Stored data entries:
= = = =

use sqlx::postgres::{PgPool, PgPoolOptions};
use std::future::Future;
use std::pin::Pin;
use std::sync::Arc;
use tracing::info;

pub struct DatabaseManager {
    pub pool: Arc<PgPool>,
}

impl DatabaseManager {
    /// 데이터베이스 매니저 생성
    pub async fn connect(database_url: &str, max_connections: u32) -> Result<Self, sqlx::Error> {
        let pool = PgPoolOptions::new()
            .max_connections(max_connections)
            .connect(database_url)
            .await?;
        info!(
            "{:<12} --> 커넥션 풀 생성 (max_connections: {})",
            "Database", max_connections
        );
        Ok(Self {
            pool: Arc::new(pool),
        })
    }

    /// 트랜잭션 실행
    /// 클로저가 Err 를 반환하면 롤백, 아니면 커밋
    pub async fn transaction<F, R, E>(&self, f: F) -> Result<R, E>
    where
        F: for<'c> FnOnce(
            &'c mut sqlx::Transaction<'_, sqlx::Postgres>,
        ) -> Pin<Box<dyn Future<Output = Result<R, E>> + Send + 'c>>,
        E: From<sqlx::Error>,
    {
        let mut tx = self.pool.begin().await?;
        let result = f(&mut tx).await;
        match result {
            Ok(r) => {
                tx.commit().await?;
                Ok(r)
            }
            Err(e) => {
                tx.rollback().await?;
                Err(e)
            }
        }
    }

    /// 데이터베이스 초기화 (스키마가 없을 때만 생성)
    pub async fn initialize_database(&self) -> Result<(), sqlx::Error> {
        let create_schema_sql = include_str!("../../sql/01-create-schema.sql");
        self.execute_multi_query(create_schema_sql).await?;
        Ok(())
    }

    /// 여러 쿼리 실행
    async fn execute_multi_query(&self, sql: &str) -> Result<(), sqlx::Error> {
        for query in sql.split(';') {
            let query = query.trim();
            if !query.is_empty() {
                sqlx::query(query).execute(&*self.pool).await?;
            }
        }
        Ok(())
    }

    pub fn pool(&self) -> &PgPool {
        &self.pool
    }
}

= = = =

▶ [Activity]: Wherever a line above contains the string "async", copy that line.

▶ [The answer]:
    pub async fn connect(database_url: &str, max_connections: u32) -> Result<Self, sqlx::Error> {
    pub async fn transaction<F, R, E>(&self, f: F) -> Result<R, E>
    pub async fn initialize_database(&self) -> Result<(), sqlx::Error> {
    async fn execute_multi_query(&self, sql: &str) -> Result<(), sqlx::Error> {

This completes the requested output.